►

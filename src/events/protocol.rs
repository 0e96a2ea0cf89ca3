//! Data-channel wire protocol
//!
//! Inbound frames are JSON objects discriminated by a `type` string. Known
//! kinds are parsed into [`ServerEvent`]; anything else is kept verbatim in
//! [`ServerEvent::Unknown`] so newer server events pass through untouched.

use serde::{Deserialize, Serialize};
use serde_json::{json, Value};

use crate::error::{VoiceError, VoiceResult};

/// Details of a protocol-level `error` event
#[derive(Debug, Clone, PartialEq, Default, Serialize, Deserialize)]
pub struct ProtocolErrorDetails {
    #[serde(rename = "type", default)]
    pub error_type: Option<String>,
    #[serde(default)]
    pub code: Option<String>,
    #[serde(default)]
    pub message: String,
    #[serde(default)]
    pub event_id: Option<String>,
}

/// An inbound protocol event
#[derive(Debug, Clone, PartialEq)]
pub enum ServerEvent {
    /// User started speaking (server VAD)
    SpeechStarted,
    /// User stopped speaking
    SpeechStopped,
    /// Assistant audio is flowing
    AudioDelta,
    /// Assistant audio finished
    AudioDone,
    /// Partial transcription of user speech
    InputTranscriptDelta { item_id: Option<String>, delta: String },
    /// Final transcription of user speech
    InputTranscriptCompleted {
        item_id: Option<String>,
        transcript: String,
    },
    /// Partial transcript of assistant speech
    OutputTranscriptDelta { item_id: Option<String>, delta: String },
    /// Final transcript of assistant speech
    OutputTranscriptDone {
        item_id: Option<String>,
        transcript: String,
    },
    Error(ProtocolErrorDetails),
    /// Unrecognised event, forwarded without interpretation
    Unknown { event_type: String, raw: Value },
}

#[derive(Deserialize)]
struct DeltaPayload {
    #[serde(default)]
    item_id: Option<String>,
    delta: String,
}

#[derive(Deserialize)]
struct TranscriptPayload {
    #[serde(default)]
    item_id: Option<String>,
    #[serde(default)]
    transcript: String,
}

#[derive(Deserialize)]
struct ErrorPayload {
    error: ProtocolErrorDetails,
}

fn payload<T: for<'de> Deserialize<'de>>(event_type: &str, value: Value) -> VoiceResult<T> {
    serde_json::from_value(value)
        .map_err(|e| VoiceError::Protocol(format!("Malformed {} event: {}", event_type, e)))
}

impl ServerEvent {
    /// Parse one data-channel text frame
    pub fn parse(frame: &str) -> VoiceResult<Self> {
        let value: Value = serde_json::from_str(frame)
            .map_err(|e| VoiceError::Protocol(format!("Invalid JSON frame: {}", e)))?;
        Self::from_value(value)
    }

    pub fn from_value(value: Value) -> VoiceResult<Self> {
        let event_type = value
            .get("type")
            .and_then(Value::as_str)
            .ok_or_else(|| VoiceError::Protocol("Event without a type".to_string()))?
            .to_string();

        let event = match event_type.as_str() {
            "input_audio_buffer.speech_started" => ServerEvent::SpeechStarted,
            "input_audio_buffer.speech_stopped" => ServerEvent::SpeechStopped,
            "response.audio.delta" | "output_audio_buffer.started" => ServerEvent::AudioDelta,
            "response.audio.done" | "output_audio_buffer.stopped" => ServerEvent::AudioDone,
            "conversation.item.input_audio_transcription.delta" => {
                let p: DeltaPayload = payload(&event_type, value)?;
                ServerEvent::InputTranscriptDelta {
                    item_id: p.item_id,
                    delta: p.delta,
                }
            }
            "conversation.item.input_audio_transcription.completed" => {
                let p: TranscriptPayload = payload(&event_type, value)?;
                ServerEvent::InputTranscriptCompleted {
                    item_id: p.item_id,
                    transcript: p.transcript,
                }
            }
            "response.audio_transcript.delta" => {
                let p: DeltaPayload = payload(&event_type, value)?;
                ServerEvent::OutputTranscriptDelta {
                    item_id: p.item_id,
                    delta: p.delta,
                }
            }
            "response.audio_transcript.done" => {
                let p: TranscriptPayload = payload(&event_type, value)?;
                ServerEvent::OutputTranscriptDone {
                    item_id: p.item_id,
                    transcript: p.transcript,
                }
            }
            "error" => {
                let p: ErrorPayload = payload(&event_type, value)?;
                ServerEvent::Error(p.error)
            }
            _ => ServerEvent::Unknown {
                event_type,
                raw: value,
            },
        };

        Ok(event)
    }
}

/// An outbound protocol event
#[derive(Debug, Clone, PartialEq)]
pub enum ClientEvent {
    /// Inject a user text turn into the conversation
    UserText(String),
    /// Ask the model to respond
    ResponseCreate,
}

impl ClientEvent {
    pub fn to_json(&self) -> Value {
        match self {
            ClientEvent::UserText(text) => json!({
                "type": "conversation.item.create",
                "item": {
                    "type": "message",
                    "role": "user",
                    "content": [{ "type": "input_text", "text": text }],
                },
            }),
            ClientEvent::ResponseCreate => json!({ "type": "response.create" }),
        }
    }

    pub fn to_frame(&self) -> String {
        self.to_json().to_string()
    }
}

◄
►

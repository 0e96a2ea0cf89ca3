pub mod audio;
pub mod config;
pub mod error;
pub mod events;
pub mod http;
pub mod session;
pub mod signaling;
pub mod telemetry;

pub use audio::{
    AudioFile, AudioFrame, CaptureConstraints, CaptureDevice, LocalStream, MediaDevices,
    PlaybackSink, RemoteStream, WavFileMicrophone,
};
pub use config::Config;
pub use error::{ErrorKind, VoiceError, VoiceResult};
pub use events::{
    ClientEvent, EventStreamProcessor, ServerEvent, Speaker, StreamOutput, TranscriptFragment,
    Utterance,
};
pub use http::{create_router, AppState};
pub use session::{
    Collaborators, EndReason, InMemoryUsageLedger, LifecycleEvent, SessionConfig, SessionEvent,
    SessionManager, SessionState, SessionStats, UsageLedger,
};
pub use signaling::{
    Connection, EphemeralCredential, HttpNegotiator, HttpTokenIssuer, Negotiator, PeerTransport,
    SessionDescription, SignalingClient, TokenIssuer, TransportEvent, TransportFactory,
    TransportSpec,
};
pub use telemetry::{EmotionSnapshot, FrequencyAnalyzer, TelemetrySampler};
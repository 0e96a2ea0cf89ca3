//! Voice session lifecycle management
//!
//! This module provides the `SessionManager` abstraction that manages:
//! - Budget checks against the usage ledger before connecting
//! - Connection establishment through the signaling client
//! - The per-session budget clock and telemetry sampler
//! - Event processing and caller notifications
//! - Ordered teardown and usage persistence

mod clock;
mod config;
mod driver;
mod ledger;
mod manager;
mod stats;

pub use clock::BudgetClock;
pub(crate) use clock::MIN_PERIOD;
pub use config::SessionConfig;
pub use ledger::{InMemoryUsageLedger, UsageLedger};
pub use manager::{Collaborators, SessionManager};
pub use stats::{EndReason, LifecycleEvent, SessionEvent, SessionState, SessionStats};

◄

Restate word for word the entries above from the line with "filename src/events/protocol.rs" through the line with "kept verbatim in", inclusive, leaving out everything else.

> [FINAL ANSWER]
filename src/events/protocol.rs
repository 0e96a2ea0cf89ca3
//! Data-channel wire protocol
//!
//! Inbound frames are JSON objects discriminated by a `type` string. Known
//! kinds are parsed into [`ServerEvent`]; anything else is kept verbatim in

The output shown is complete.